**The problem:**
Write out each line from the data below that includes the word "reason".
======== Dataset entries
//! Database error types.

use std::path::PathBuf;
use thiserror::Error;

/// Errors from database operations.
#[derive(Error, Debug)]
pub enum DatabaseError {
    /// SQLite error from rusqlite.
    #[error("SQLite error: {0}")]
    Sqlite(#[from] rusqlite::Error),

    /// IO error when creating directories or files.
    #[error("IO error for path '{path}': {source}")]
    Io {
        path: PathBuf,
        #[source]
        source: std::io::Error,
    },

    /// A migration failed to apply.
    #[error("Migration failed at version {version}: {reason}")]
    Migration { version: u32, reason: String },

    /// A stored value could not be mapped back to its Rust type.
    #[error("Invalid value '{value}' in column '{column}'")]
    InvalidValue { column: &'static str, value: String },

    /// No asset is registered under the given file path.
    #[error("Unknown asset: {0}")]
    UnknownAsset(String),

    /// The database lock was poisoned.
    #[error("Database lock poisoned")]
    LockPoisoned,
}
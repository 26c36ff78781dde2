//! Running statistics reported while batches execute.

pub mod timing;
pub mod tokens;

pub use timing::{TimingSnapshot, TimingTracker, MAX_TIMING_SAMPLES};
pub use tokens::TokenTotals;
================
**Answer to this exercise:**
    #[error("Migration failed at version {version}: {reason}")]
    Migration { version: u32, reason: String },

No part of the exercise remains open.